» Collected data:
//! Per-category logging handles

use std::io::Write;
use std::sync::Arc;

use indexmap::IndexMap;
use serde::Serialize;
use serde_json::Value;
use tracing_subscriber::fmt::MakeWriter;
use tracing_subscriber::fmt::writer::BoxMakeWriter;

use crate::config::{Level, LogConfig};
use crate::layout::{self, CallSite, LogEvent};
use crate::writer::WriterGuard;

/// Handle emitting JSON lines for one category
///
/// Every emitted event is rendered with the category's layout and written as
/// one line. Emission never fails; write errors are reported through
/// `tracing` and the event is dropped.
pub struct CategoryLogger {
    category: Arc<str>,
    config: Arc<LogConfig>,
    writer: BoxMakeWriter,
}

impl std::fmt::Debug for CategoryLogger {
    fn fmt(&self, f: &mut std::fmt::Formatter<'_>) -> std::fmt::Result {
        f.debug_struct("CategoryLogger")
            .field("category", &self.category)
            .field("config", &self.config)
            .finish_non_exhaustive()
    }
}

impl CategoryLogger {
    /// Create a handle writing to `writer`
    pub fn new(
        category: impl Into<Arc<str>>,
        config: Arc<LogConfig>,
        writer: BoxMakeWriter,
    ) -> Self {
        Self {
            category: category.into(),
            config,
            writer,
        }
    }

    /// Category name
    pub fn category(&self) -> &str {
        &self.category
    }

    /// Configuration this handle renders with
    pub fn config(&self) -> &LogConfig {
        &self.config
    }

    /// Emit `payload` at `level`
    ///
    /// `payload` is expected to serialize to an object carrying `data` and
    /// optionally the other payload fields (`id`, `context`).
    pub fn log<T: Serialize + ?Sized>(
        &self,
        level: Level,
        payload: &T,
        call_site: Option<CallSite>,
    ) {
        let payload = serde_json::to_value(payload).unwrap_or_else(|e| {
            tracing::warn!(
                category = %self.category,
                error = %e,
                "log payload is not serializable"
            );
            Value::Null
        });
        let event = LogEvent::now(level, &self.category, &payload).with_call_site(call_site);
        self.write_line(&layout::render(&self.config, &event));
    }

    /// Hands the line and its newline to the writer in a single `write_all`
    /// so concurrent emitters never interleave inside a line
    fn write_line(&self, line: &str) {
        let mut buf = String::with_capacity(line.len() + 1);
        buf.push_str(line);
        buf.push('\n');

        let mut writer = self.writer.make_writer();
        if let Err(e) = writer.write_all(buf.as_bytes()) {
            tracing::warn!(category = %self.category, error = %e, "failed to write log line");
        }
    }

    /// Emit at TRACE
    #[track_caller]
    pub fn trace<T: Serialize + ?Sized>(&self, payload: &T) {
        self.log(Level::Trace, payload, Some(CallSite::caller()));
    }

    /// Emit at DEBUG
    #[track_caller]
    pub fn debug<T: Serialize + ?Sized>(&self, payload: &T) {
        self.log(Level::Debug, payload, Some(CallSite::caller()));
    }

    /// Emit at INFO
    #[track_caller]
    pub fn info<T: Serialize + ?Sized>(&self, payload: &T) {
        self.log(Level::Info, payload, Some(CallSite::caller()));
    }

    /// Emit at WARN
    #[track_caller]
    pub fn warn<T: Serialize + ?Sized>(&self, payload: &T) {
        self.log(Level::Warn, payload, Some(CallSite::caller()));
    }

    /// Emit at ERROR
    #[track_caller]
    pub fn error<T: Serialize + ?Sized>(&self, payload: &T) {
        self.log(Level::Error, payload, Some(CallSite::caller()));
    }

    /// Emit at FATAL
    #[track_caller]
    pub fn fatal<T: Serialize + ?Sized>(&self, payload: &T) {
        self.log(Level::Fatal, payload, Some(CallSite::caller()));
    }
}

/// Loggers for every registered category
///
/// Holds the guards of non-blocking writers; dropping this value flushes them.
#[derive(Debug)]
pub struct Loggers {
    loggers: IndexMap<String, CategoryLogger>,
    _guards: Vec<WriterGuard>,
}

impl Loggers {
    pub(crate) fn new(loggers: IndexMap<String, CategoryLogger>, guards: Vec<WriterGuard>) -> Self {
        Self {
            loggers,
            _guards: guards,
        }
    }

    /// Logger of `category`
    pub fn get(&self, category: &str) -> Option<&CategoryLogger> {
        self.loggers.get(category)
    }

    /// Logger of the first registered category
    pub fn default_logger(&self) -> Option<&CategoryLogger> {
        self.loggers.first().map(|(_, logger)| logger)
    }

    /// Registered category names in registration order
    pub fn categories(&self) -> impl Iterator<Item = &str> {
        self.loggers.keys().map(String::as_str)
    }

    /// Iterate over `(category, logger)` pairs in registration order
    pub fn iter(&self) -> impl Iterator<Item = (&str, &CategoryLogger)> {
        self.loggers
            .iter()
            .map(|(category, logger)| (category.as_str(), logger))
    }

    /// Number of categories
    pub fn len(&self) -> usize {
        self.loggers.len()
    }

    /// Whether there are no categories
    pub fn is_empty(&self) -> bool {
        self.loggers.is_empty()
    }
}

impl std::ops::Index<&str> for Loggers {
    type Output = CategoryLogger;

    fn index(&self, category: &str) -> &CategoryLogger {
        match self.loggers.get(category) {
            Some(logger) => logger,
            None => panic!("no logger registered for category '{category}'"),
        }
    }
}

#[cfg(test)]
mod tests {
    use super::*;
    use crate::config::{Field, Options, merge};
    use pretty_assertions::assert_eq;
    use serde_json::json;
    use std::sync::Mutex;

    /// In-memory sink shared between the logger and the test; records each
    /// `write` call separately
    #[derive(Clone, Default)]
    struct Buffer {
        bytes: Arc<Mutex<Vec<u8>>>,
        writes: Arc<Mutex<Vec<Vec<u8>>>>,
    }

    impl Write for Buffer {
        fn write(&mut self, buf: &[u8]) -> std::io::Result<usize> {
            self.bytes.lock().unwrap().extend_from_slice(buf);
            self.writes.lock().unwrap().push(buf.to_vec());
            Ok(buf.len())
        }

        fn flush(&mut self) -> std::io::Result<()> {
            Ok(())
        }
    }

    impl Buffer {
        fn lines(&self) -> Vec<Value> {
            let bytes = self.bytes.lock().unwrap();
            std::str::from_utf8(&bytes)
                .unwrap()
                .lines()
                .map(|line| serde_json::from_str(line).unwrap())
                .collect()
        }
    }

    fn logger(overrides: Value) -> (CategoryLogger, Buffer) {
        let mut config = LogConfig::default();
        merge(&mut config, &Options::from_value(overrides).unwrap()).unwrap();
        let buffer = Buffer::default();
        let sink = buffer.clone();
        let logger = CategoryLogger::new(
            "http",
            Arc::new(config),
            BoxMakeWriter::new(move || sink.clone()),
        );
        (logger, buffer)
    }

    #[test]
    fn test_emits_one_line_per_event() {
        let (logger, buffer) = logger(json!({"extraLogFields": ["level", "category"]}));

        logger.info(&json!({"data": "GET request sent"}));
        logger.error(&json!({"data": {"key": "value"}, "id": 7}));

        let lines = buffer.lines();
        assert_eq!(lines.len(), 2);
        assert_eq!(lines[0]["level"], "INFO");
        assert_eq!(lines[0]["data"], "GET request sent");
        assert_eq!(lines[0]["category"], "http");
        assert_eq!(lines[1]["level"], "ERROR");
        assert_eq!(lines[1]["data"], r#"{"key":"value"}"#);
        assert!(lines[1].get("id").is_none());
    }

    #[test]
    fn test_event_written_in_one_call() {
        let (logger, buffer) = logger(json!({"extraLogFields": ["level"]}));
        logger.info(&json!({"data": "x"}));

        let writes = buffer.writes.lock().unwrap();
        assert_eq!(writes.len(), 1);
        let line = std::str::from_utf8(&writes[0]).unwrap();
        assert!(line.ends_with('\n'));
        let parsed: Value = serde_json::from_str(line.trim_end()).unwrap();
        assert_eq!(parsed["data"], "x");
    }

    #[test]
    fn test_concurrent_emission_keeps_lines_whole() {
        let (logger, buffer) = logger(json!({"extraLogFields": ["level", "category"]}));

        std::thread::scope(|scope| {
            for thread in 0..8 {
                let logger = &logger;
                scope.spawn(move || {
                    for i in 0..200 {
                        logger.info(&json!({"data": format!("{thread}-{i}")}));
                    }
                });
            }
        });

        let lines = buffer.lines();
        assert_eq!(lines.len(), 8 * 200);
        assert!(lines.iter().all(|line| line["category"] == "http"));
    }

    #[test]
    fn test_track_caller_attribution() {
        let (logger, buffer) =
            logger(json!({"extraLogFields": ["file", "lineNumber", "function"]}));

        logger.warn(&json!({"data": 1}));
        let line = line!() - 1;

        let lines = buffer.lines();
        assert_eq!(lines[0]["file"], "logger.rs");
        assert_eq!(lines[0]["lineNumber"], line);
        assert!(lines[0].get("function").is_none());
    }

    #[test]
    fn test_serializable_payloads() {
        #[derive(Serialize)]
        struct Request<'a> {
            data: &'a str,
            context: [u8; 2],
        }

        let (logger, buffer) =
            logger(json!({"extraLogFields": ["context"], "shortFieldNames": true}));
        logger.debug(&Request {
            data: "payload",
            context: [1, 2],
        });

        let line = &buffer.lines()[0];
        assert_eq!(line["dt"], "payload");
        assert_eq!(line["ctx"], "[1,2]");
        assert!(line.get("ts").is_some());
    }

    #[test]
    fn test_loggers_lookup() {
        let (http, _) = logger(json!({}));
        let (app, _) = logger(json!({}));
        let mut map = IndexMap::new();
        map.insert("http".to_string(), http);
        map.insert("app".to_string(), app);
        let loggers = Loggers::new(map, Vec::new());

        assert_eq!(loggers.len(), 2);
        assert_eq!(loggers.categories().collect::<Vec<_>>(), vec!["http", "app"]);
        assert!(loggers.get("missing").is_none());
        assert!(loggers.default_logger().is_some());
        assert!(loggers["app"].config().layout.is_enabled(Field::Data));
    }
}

==

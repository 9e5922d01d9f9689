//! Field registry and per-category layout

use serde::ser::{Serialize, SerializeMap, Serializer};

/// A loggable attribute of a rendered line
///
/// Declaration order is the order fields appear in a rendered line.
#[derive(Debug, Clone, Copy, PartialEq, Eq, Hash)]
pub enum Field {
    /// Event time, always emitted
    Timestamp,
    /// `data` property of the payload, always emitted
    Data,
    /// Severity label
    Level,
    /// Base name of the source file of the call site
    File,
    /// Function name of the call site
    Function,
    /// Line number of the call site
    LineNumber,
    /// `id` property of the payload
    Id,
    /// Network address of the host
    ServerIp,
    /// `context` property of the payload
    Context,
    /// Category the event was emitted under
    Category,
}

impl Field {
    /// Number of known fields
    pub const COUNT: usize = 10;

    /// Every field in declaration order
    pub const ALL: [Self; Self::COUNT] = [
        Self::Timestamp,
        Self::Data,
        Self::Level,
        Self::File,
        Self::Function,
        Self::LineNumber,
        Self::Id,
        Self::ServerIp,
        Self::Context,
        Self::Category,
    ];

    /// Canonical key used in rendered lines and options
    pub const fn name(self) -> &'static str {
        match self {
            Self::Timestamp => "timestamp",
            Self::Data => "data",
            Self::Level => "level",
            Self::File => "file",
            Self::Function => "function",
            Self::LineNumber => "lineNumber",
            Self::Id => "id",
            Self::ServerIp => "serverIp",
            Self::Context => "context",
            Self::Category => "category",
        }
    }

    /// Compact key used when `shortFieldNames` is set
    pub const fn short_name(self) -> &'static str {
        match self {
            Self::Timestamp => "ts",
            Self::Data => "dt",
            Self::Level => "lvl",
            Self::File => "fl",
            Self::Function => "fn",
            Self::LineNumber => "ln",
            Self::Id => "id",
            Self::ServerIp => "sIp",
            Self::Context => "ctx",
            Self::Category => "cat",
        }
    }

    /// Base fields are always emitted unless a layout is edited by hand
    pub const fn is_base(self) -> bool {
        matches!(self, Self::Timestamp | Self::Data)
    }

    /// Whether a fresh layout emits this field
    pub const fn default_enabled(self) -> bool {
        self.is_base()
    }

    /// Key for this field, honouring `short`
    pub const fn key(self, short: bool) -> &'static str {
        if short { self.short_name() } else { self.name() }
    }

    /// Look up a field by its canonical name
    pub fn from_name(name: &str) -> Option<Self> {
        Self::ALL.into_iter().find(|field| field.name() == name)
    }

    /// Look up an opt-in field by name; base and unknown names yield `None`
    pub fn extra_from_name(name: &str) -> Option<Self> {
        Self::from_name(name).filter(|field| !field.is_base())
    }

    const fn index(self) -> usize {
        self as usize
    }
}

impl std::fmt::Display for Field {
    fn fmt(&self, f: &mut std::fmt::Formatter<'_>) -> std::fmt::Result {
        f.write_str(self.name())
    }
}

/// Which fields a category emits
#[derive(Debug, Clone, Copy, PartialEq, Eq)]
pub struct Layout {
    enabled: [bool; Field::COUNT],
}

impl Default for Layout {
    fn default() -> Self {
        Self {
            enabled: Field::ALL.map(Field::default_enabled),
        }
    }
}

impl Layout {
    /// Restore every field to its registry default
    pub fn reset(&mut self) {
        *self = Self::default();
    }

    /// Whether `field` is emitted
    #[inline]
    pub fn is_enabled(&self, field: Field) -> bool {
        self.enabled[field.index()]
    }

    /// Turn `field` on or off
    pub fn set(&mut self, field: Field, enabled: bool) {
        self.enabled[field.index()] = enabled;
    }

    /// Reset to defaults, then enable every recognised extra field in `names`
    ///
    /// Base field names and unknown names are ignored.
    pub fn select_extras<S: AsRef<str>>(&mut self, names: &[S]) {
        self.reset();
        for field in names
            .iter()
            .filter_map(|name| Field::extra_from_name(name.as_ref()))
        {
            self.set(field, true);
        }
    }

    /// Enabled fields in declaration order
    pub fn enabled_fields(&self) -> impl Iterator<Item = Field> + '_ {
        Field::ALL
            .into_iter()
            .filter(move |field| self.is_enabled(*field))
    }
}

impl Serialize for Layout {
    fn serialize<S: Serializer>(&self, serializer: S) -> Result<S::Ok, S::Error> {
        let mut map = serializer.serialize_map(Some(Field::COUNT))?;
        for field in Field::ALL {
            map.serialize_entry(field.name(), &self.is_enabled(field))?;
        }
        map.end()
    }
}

...

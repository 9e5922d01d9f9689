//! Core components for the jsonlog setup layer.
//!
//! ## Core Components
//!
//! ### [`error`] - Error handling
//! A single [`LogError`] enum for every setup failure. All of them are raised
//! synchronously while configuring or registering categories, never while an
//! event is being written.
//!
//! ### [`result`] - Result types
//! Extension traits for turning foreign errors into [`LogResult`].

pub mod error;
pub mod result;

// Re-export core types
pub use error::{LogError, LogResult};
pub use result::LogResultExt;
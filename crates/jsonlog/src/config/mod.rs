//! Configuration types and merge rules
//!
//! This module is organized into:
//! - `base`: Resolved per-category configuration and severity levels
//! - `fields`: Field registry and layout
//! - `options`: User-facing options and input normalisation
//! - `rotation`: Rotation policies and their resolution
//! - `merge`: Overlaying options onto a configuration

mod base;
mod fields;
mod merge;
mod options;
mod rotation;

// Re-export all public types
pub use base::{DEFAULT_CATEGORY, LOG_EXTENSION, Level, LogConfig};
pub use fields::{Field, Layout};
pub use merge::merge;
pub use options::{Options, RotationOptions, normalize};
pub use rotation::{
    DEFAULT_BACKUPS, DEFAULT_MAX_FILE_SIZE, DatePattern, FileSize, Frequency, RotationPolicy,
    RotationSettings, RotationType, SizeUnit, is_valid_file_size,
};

» ACTIVITY: Which lines hold the word "LogEvent"? Return all of them from the records above.

» RESULT FOR THIS EXERCISE:
use crate::layout::{self, CallSite, LogEvent};
        let event = LogEvent::now(level, &self.category, &payload).with_call_site(call_site);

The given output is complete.